Published on January 8, 2015 by Nicola Rizhikov
Saint-Petersburg government started a project whose goal is to create a united integration bus for exchanging laboratory orders and results for state ambulatories, hospitals and laboratories.
A lot of objectives are expected: paperless orders, quick access to results for physicians and patients, resources planing & optimization, information for analytic & data mining by state healthcare organizations.
The first iteration was to analyze current processes and create a working prototype. This iteration was completed by creating a custom SOAP API and integrating some organizations from the focus group.
At the end of the pilot project it became clear that some international standard should be used as a foundation. We've been invited to help make choice between standards (we have experience in integration, but in the USA realm).

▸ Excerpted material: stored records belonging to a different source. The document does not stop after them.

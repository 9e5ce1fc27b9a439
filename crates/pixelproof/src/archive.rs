//! Timestamped history files.
//!
//! An archived file is named `<prefix><stamp>-<counter>.<ext>`, where the
//! stamp is local time down to the microsecond and the counter breaks ties
//! within one stamp. Listing orders by `(stamp, counter)`, so archives made
//! in the same microsecond still come back in creation order.

use crate::result::ProofResult;
use std::fs;
use std::path::{Path, PathBuf};

const STAMP_FORMAT: &str = "%Y%m%d%H%M%S%6f";

/// First free archive path in `dir` for the current instant
#[must_use]
pub fn next_path(dir: &Path, prefix: &str, ext: &str) -> PathBuf {
    let stamp = chrono::Local::now().format(STAMP_FORMAT).to_string();
    let mut counter = 0_u32;
    loop {
        let path = dir.join(format!("{prefix}{stamp}-{counter:03}.{ext}"));
        if !path.exists() {
            return path;
        }
        counter += 1;
    }
}

/// Archived files in `dir` matching `prefix` and `ext`, oldest first
pub fn list(dir: &Path, prefix: &str, ext: &str) -> ProofResult<Vec<PathBuf>> {
    if !dir.is_dir() {
        return Ok(Vec::new());
    }

    let mut entries: Vec<((String, u32), PathBuf)> = fs::read_dir(dir)?
        .filter_map(Result::ok)
        .map(|entry| entry.path())
        .filter_map(|path| {
            let file = path.file_name()?.to_string_lossy().into_owned();
            order_key(&file, prefix, ext).map(|key| (key, path))
        })
        .collect();
    entries.sort();
    Ok(entries.into_iter().map(|(_, path)| path).collect())
}

/// `(stamp, counter)` of an archive name; a name without a counter sorts first
fn order_key(file: &str, prefix: &str, ext: &str) -> Option<(String, u32)> {
    let rest = file
        .strip_prefix(prefix)?
        .strip_suffix(ext)?
        .strip_suffix('.')?;
    match rest.split_once('-') {
        Some((stamp, counter)) => Some((stamp.to_string(), counter.parse().ok()?)),
        None => Some((rest.to_string(), 0)),
    }
}

#[cfg(test)]
#[allow(clippy::unwrap_used, clippy::expect_used)]
mod tests {
    use super::*;
    use tempfile::TempDir;

    #[test]
    fn test_order_key() {
        assert_eq!(
            order_key("inbox_baseline.20260101120000000001-002.png", "inbox_baseline.", "png"),
            Some(("20260101120000000001".to_string(), 2))
        );
        assert_eq!(
            order_key("inbox_baseline.20260101120000000001.png", "inbox_baseline.", "png"),
            Some(("20260101120000000001".to_string(), 0))
        );
        assert_eq!(order_key("inbox_baseline.x-y.png", "inbox_baseline.", "png"), None);
        assert_eq!(order_key("other.20260101.png", "inbox_baseline.", "png"), None);
        assert_eq!(order_key("inbox_baseline.20260101.json", "inbox_baseline.", "png"), None);
    }

    #[test]
    fn test_same_stamp_lists_in_creation_order() {
        let dir = TempDir::new().unwrap();
        let stamp = "20260101120000000001";
        for name in [
            format!("inbox_checklist.{stamp}.json"),
            format!("inbox_checklist.{stamp}-1.json"),
            format!("inbox_checklist.{stamp}-2.json"),
            format!("inbox_checklist.{stamp}-10.json"),
            "inbox_checklist.20260101115959999999-000.json".to_string(),
            "inbox_header_checklist.20260101000000000000-000.json".to_string(),
        ] {
            fs::write(dir.path().join(name), "{}").unwrap();
        }

        let files: Vec<String> = list(dir.path(), "inbox_checklist.", "json")
            .unwrap()
            .iter()
            .map(|p| p.file_name().unwrap().to_string_lossy().into_owned())
            .collect();
        assert_eq!(
            files,
            vec![
                "inbox_checklist.20260101115959999999-000.json".to_string(),
                format!("inbox_checklist.{stamp}.json"),
                format!("inbox_checklist.{stamp}-1.json"),
                format!("inbox_checklist.{stamp}-2.json"),
                format!("inbox_checklist.{stamp}-10.json"),
            ]
        );
    }

    #[test]
    fn test_next_path_skips_taken_names() {
        let dir = TempDir::new().unwrap();
        let first = next_path(dir.path(), "inbox_baseline.", "png");
        assert!(first.to_string_lossy().ends_with("-000.png"));
        fs::write(&first, b"x").unwrap();

        let second = next_path(dir.path(), "inbox_baseline.", "png");
        assert_ne!(first, second);
        fs::write(&second, b"y").unwrap();

        let listed = list(dir.path(), "inbox_baseline.", "png").unwrap();
        assert_eq!(listed, vec![first, second]);
    }

    #[test]
    fn test_list_missing_dir_is_empty() {
        let dir = TempDir::new().unwrap();
        assert!(list(&dir.path().join("history"), "inbox_baseline.", "png")
            .unwrap()
            .is_empty());
    }
}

We have considered HL7 v2, HL7 v3 & FHIR and compared them with a custom API.
At first sight, HL7 v2 looks to be the best candidate. This may be true for the United States, because there are plenty of working systems (HIS, EHR, LIS) already exchanging HL7 v2 messages. But the picture in Russia is different: most laboratory information systems are custom made and do not use HL7 v2. So the key argument for HL7 v2 is not valid, but all birth injuries of v2 come into play.

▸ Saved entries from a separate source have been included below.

//! Run command handler

use super::reporter_for;
use crate::config::CliConfig;
use crate::error::{CliError, CliResult};
use crate::RunArgs;
use pixelproof::runner::summarize_reports;
use pixelproof::{RunConfig, RunPlan, RunSelection};

/// Map the run flags onto a test selection.
///
/// `--smoke` wins over `--test`, which wins over `--marker`; more than
/// one parallel thread selects a parallel full run.
#[must_use]
pub fn selection_from_args(args: &RunArgs) -> RunSelection {
    if args.smoke {
        RunSelection::Smoke
    } else if let Some(test) = &args.test {
        RunSelection::Test(test.clone())
    } else if let Some(marker) = &args.marker {
        RunSelection::Marker(marker.clone())
    } else if args.parallel > 1 {
        RunSelection::Parallel(args.parallel)
    } else {
        RunSelection::All
    }
}

/// Settings exported to the test process
pub fn run_config(args: &RunArgs) -> CliResult<RunConfig> {
    let base = RunConfig::from_env()?;
    let headless = args.headless || base.headless;
    Ok(base
        .with_base_url(args.base_url.clone())
        .with_timeout_secs(args.timeout)
        .with_headless(headless))
}

/// Build the run plan
pub fn plan(config: &CliConfig, args: &RunArgs) -> CliResult<RunPlan> {
    let layout = config.layout();
    let mut plan = RunPlan::new(selection_from_args(args), run_config(args)?, &layout.reports);
    if let Some(package) = &args.package {
        plan = plan.with_package(package.clone());
    }
    Ok(plan)
}

/// Execute the run command
pub fn execute_run(config: &CliConfig, args: &RunArgs) -> CliResult<()> {
    let plan = plan(config, args)?;
    let reporter = reporter_for(config);

    reporter.header(&plan.selection.suite_name());
    reporter.step("🚀", &format!("Testing {}", plan.config.base_url));
    if config.verbosity.is_verbose() {
        reporter.info(&format!("cargo {}", plan.cargo_args().join(" ")));
    }

    let summary = plan.execute()?;
    let results = &summary.reporter;
    reporter.summary(
        results.passed_count(),
        results.failed_count(),
        results.skipped_count(),
        results.total_duration(),
    );
    for failure in results.failures() {
        reporter.failure(&failure.name);
    }

    let reports = summarize_reports(&plan.reports_dir)?;
    if !reports.is_empty() {
        reporter.info("Reports:");
        for report in reports {
            println!("  {}", report.display());
        }
    }

    if summary.success() {
        Ok(())
    } else {
        Err(CliError::TestsFailed {
            code: summary.exit_code,
        })
    }
}

#[cfg(test)]
#[allow(clippy::unwrap_used, clippy::expect_used)]
mod tests {
    use super::*;

    fn args() -> RunArgs {
        RunArgs {
            smoke: false,
            test: None,
            marker: None,
            parallel: 1,
            headless: false,
            base_url: "http://localhost:8080/".to_string(),
            timeout: 20,
            package: None,
        }
    }

    #[test]
    fn test_selection_precedence() {
        assert_eq!(selection_from_args(&args()), RunSelection::All);

        let mut a = args();
        a.parallel = 4;
        assert_eq!(selection_from_args(&a), RunSelection::Parallel(4));

        a.marker = Some("visual".to_string());
        assert_eq!(selection_from_args(&a), RunSelection::Marker("visual".to_string()));

        a.test = Some("inbox_loads".to_string());
        assert_eq!(
            selection_from_args(&a),
            RunSelection::Test("inbox_loads".to_string())
        );

        a.smoke = true;
        assert_eq!(selection_from_args(&a), RunSelection::Smoke);
    }

    #[test]
    fn test_plan_uses_flags() {
        let config = CliConfig::new().with_root("/srv/site");
        let mut a = args();
        a.headless = true;
        a.package = Some("site-tests".to_string());
        let plan = plan(&config, &a).unwrap();

        assert_eq!(plan.config.base_url, "http://localhost:8080");
        assert_eq!(plan.config.timeout_secs, 20);
        assert!(plan.config.headless);
        assert_eq!(plan.reports_dir, std::path::PathBuf::from("/srv/site/reports"));
        assert_eq!(&plan.cargo_args()[..3], ["test", "-p", "site-tests"]);
    }
}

HL7 v2 protocol was evolved ad-hoc and we have archaic messages format, no built-in extensibility & machine-readable profiling/constraints and no future (standard in only-support/non-development stage).
Archaic messages format requires to implement awkward parsers and builders almost from scratch. Only Java & .Net developers could reuse HAPI and nHAPI libraries, but other popular platforms (node.js, erlang, php, python, ruby, etc) do not have convenient & robust libraries.

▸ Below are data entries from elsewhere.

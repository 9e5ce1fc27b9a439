//! Design specification documents.
//!
//! A specification is a YAML mapping of component name to attribute
//! values, plus an optional reserved `palette` key:
//!
//! ```yaml
//! post_opportunity_button:
//!   height: "48px"
//!   background: "#004AAD"
//!   border_radius: "6px"
//! message_bubble:
//!   max_width: "70%"
//! palette:
//!   primary:
//!     blue: "#004AAD"
//! ```
//!
//! Attribute names and value kinds are checked when the document loads,
//! so a typo fails fast instead of silently skipping a check.

use crate::color::Color;
use crate::result::{ProofError, ProofResult};
use serde_yaml_ng::Value;
use std::fmt;
use std::path::Path;

/// Reserved top-level key holding the color palette
pub const PALETTE_KEY: &str = "palette";

/// What kind of value an attribute takes
#[derive(Debug, Clone, Copy, PartialEq, Eq)]
pub enum AttributeKind {
    /// A length (`48px`) or percentage (`70%`)
    Dimension,
    /// One or more pixel lengths on the spacing grid (`8px 16px`)
    Spacing,
    /// A `#RRGGBB` color
    Color,
    /// A numeric font weight
    Weight,
}

/// A design attribute a component may specify
#[derive(Debug, Clone, Copy, PartialEq, Eq, Hash)]
pub enum Attribute {
    /// Rendered width
    Width,
    /// Rendered height
    Height,
    /// `min-height`
    MinHeight,
    /// `max-width`
    MaxWidth,
    /// `border-radius`
    BorderRadius,
    /// `border-width`
    BorderWidth,
    /// `padding`
    Padding,
    /// `margin`
    Margin,
    /// `gap`
    Gap,
    /// Rendered width and height of a square element such as an avatar
    Size,
    /// `font-size`
    FontSize,
    /// `font-weight`
    FontWeight,
    /// `background-color`
    Background,
    /// Text `color`
    TextColor,
    /// Foreground `color`
    Color,
    /// `border-color`
    BorderColor,
}

impl Attribute {
    /// Every attribute
    pub const ALL: [Self; 16] = [
        Self::Width,
        Self::Height,
        Self::MinHeight,
        Self::MaxWidth,
        Self::BorderRadius,
        Self::BorderWidth,
        Self::Padding,
        Self::Margin,
        Self::Gap,
        Self::Size,
        Self::FontSize,
        Self::FontWeight,
        Self::Background,
        Self::TextColor,
        Self::Color,
        Self::BorderColor,
    ];

    /// Key used in specification documents
    #[must_use]
    pub const fn key(self) -> &'static str {
        match self {
            Self::Width => "width",
            Self::Height => "height",
            Self::MinHeight => "min_height",
            Self::MaxWidth => "max_width",
            Self::BorderRadius => "border_radius",
            Self::BorderWidth => "border_width",
            Self::Padding => "padding",
            Self::Margin => "margin",
            Self::Gap => "gap",
            Self::Size => "size",
            Self::FontSize => "font_size",
            Self::FontWeight => "font_weight",
            Self::Background => "background",
            Self::TextColor => "text_color",
            Self::Color => "color",
            Self::BorderColor => "border_color",
        }
    }

    /// Parse a document key
    #[must_use]
    pub fn from_key(key: &str) -> Option<Self> {
        Self::ALL.into_iter().find(|attr| attr.key() == key)
    }

    /// Value kind the attribute accepts
    #[must_use]
    pub const fn kind(self) -> AttributeKind {
        match self {
            Self::Width
            | Self::Height
            | Self::MinHeight
            | Self::MaxWidth
            | Self::BorderRadius
            | Self::BorderWidth
            | Self::Size
            | Self::FontSize => AttributeKind::Dimension,
            Self::Padding | Self::Margin | Self::Gap => AttributeKind::Spacing,
            Self::Background | Self::TextColor | Self::Color | Self::BorderColor => {
                AttributeKind::Color
            }
            Self::FontWeight => AttributeKind::Weight,
        }
    }

    /// Computed-style property to read, or `None` for geometry measured
    /// from the element's bounding box
    #[must_use]
    pub const fn css_property(self) -> Option<&'static str> {
        match self {
            Self::Width | Self::Height | Self::Size => None,
            Self::MinHeight => Some("min-height"),
            Self::MaxWidth => Some("max-width"),
            Self::BorderRadius => Some("border-radius"),
            Self::BorderWidth => Some("border-width"),
            Self::Padding => Some("padding"),
            Self::Margin => Some("margin"),
            Self::Gap => Some("gap"),
            Self::FontSize => Some("font-size"),
            Self::FontWeight => Some("font-weight"),
            Self::Background => Some("background-color"),
            Self::TextColor | Self::Color => Some("color"),
            Self::BorderColor => Some("border-color"),
        }
    }
}

impl fmt::Display for Attribute {
    fn fmt(&self, f: &mut fmt::Formatter<'_>) -> fmt::Result {
        f.write_str(self.key())
    }
}

/// A typed specification value
#[derive(Debug, Clone, PartialEq)]
pub enum SpecValue {
    /// Pixel length
    Dimension(f64),
    /// Percentage
    Percent(f64),
    /// Several pixel lengths, as in `padding: 8px 16px`
    Spacing(Vec<f64>),
    /// Color
    Color(Color),
    /// Unitless number such as a font weight
    Number(f64),
}

impl SpecValue {
    /// Parse a raw string for an attribute of the given kind
    pub fn parse(raw: &str, kind: AttributeKind) -> ProofResult<Self> {
        let raw = raw.trim();
        match kind {
            AttributeKind::Color => Color::from_hex(raw).map(Self::Color),
            AttributeKind::Dimension => {
                if let Some(percent) = raw.strip_suffix('%') {
                    parse_number(percent, raw).map(Self::Percent)
                } else {
                    parse_px(raw).map(Self::Dimension)
                }
            }
            AttributeKind::Spacing => {
                let values = raw
                    .split_whitespace()
                    .map(parse_px)
                    .collect::<ProofResult<Vec<_>>>()?;
                match values.as_slice() {
                    [] => Err(ProofError::spec("empty spacing value")),
                    [single] => Ok(Self::Dimension(*single)),
                    _ => Ok(Self::Spacing(values)),
                }
            }
            AttributeKind::Weight => parse_number(raw, raw).map(Self::Number),
        }
    }
}

fn parse_px(raw: &str) -> ProofResult<f64> {
    let number = raw
        .strip_suffix("px")
        .ok_or_else(|| ProofError::spec(format!("{raw:?} must be a pixel length like \"48px\"")))?;
    parse_number(number, raw)
}

fn parse_number(number: &str, raw: &str) -> ProofResult<f64> {
    let value: f64 = number
        .trim()
        .parse()
        .map_err(|_| ProofError::spec(format!("{raw:?} is not a number")))?;
    if value.is_finite() && value >= 0.0 {
        Ok(value)
    } else {
        Err(ProofError::spec(format!("{raw:?} must be a non-negative number")))
    }
}

/// Format a pixel value without a trailing `.0`
#[must_use]
pub fn format_number(value: f64) -> String {
    if (value - value.round()).abs() < f64::EPSILON {
        format!("{}", value.round() as i64)
    } else {
        format!("{value:.2}")
            .trim_end_matches('0')
            .trim_end_matches('.')
            .to_string()
    }
}

impl fmt::Display for SpecValue {
    fn fmt(&self, f: &mut fmt::Formatter<'_>) -> fmt::Result {
        match self {
            Self::Dimension(px) => write!(f, "{}px", format_number(*px)),
            Self::Percent(pct) => write!(f, "{}%", format_number(*pct)),
            Self::Spacing(values) => {
                let parts: Vec<String> = values
                    .iter()
                    .map(|v| format!("{}px", format_number(*v)))
                    .collect();
                f.write_str(&parts.join(" "))
            }
            Self::Color(color) => write!(f, "{color}"),
            Self::Number(n) => f.write_str(&format_number(*n)),
        }
    }
}

/// Attributes specified for one component
#[derive(Debug, Clone, PartialEq)]
pub struct ComponentSpec {
    /// Component name as written in the document
    pub name: String,
    /// Attributes in document order
    pub attributes: Vec<(Attribute, SpecValue)>,
}

impl ComponentSpec {
    /// Value of one attribute
    #[must_use]
    pub fn get(&self, attribute: Attribute) -> Option<&SpecValue> {
        self.attributes
            .iter()
            .find(|(attr, _)| *attr == attribute)
            .map(|(_, value)| value)
    }
}

/// One palette color with its category
#[derive(Debug, Clone, PartialEq, Eq)]
pub struct PaletteEntry {
    /// Category, e.g. `primary`
    pub category: String,
    /// Name within the category
    pub name: String,
    /// Color
    pub color: Color,
}

/// Parsed specification document
#[derive(Debug, Clone, Default, PartialEq)]
pub struct DesignSpecification {
    components: Vec<ComponentSpec>,
    palette: Vec<PaletteEntry>,
}

impl DesignSpecification {
    /// Load and validate a YAML document from disk
    pub fn load(path: &Path) -> ProofResult<Self> {
        let text = std::fs::read_to_string(path)?;
        let spec = Self::from_yaml_str(&text)
            .map_err(|e| ProofError::spec(format!("{}: {e}", path.display())))?;
        tracing::debug!(
            path = %path.display(),
            components = spec.components.len(),
            palette = spec.palette.len(),
            "loaded design specification"
        );
        Ok(spec)
    }

    /// Parse and validate a YAML document
    pub fn from_yaml_str(text: &str) -> ProofResult<Self> {
        let root: Value = serde_yaml_ng::from_str(text)?;
        let mapping = match root {
            Value::Mapping(mapping) => mapping,
            Value::Null => return Ok(Self::default()),
            _ => return Err(ProofError::spec("document must be a mapping of components")),
        };

        let mut spec = Self::default();
        for (key, value) in &mapping {
            let name = key
                .as_str()
                .ok_or_else(|| ProofError::spec("component names must be strings"))?;
            if name == PALETTE_KEY {
                spec.palette = parse_palette(value)?;
            } else {
                spec.components.push(parse_component(name, value)?);
            }
        }
        Ok(spec)
    }

    /// Components in document order
    #[must_use]
    pub fn components(&self) -> &[ComponentSpec] {
        &self.components
    }

    /// Look up a component
    #[must_use]
    pub fn component(&self, name: &str) -> Option<&ComponentSpec> {
        self.components.iter().find(|c| c.name == name)
    }

    /// Palette entries in document order
    #[must_use]
    pub fn palette(&self) -> &[PaletteEntry] {
        &self.palette
    }

    /// Palette colors only
    #[must_use]
    pub fn palette_colors(&self) -> Vec<Color> {
        self.palette.iter().map(|entry| entry.color).collect()
    }

    /// `(attribute, value)` pairs for a component, for review checklists
    #[must_use]
    pub fn check_entries(&self, component: &str) -> Vec<(String, String)> {
        self.component(component)
            .map(|spec| {
                spec.attributes
                    .iter()
                    .map(|(attr, value)| (attr.key().to_string(), value.to_string()))
                    .collect()
            })
            .unwrap_or_default()
    }
}

fn scalar_text(value: &Value) -> Option<String> {
    match value {
        Value::String(s) => Some(s.clone()),
        Value::Number(n) => Some(n.to_string()),
        _ => None,
    }
}

fn parse_component(name: &str, value: &Value) -> ProofResult<ComponentSpec> {
    let Value::Mapping(attrs) = value else {
        return Err(ProofError::spec(format!(
            "component {name:?} must map attribute names to values"
        )));
    };

    let mut attributes = Vec::with_capacity(attrs.len());
    for (key, raw) in attrs {
        let key = key
            .as_str()
            .ok_or_else(|| ProofError::spec(format!("{name}: attribute names must be strings")))?;
        let attribute = Attribute::from_key(key)
            .ok_or_else(|| ProofError::spec(format!("{name}: unknown attribute {key:?}")))?;
        let text = scalar_text(raw)
            .ok_or_else(|| ProofError::spec(format!("{name}.{key}: value must be a scalar")))?;
        let parsed = SpecValue::parse(&text, attribute.kind())
            .map_err(|e| ProofError::spec(format!("{name}.{key}: {e}")))?;
        attributes.push((attribute, parsed));
    }

    Ok(ComponentSpec {
        name: name.to_string(),
        attributes,
    })
}

fn parse_palette(value: &Value) -> ProofResult<Vec<PaletteEntry>> {
    let Value::Mapping(categories) = value else {
        return Err(ProofError::spec("palette must map categories to colors"));
    };

    let mut entries = Vec::new();
    for (category, colors) in categories {
        let category = category
            .as_str()
            .ok_or_else(|| ProofError::spec("palette categories must be strings"))?;
        match colors {
            Value::Mapping(named) => {
                for (name, hex) in named {
                    let name = name.as_str().ok_or_else(|| {
                        ProofError::spec(format!("palette.{category}: names must be strings"))
                    })?;
                    let hex = hex.as_str().ok_or_else(|| {
                        ProofError::spec(format!("palette.{category}.{name}: expected a color"))
                    })?;
                    entries.push(PaletteEntry {
                        category: category.to_string(),
                        name: name.to_string(),
                        color: Color::from_hex(hex)?,
                    });
                }
            }
            Value::String(hex) => entries.push(PaletteEntry {
                category: category.to_string(),
                name: category.to_string(),
                color: Color::from_hex(hex)?,
            }),
            _ => {
                return Err(ProofError::spec(format!(
                    "palette.{category}: expected a color or a map of colors"
                )))
            }
        }
    }
    Ok(entries)
}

Absence of extensibility and profiling/constraints could be fixed using approach like LRI. But at least half of LRI is just fixes & patches for HL7 v2 bugs without bringing real value.
In summary: HL7 v2 requires a lot of meaningless work to deploy an obsolete standard.
Another candidate is HL7 v3 & CDA. There are two pro arguments: some of HL7 v3 standards are now normative in Russia and HL7 working group released in 2013 DSTU for laboratory orders & results.
HL7 v3 has a solid theoretical foundation and is designed for real semantic interoperability, but missed one important property — implementability. This could be illustrated by fact, that even until now there are no good implementation libraries. It also has heavy learning curve and is complex for implementers. HL7 v3 is not one standard, but deep stack of standards, so even localization of this standard looks time-consuming.
The project has a deadline of about 6 months and it does not look realistic to use HL7 v3 & CDA to bootstrap it. All of this time will be spent on developer education.
The next option is FHIR. This is a modern standard for fast interoperability. The standard is designed to find the right balance between needs of semantic healthcare information exchange and implementation complexity.
It has built-in extensibility & profiling and a good toolbox of libraries and services. FHIR allows you to implement only the required part of standard, which could dramatically simplify the project start and makes possible incremental addition of new features.
We've compared the custom API developed in the first iteration with the FHIR API and found almost a perfect match. To be FHIR compliant the current API should re-implement only a few resources: Organization, Practitioner, Patient, Encounter, DiagnosticOrder, DiagnosticReport & Observation. Required business rules could be expressed as FHIR extensions. Laboratory, Hospital & Ambulatory systems could communicate with the bus via a REST API, using an available reference implementation and client libraries. Public FHIR services could be used as sandboxes for development. Health Samurai with the support of HL7 Russia already localized most of FHIR documentation.
Surely there are a lot of small technical questions, but we have to say that FHIR perfectly fits the needs and requirements of this project.
We hope that managers and decision makers will make the right choice with FHIR and achieve their goals.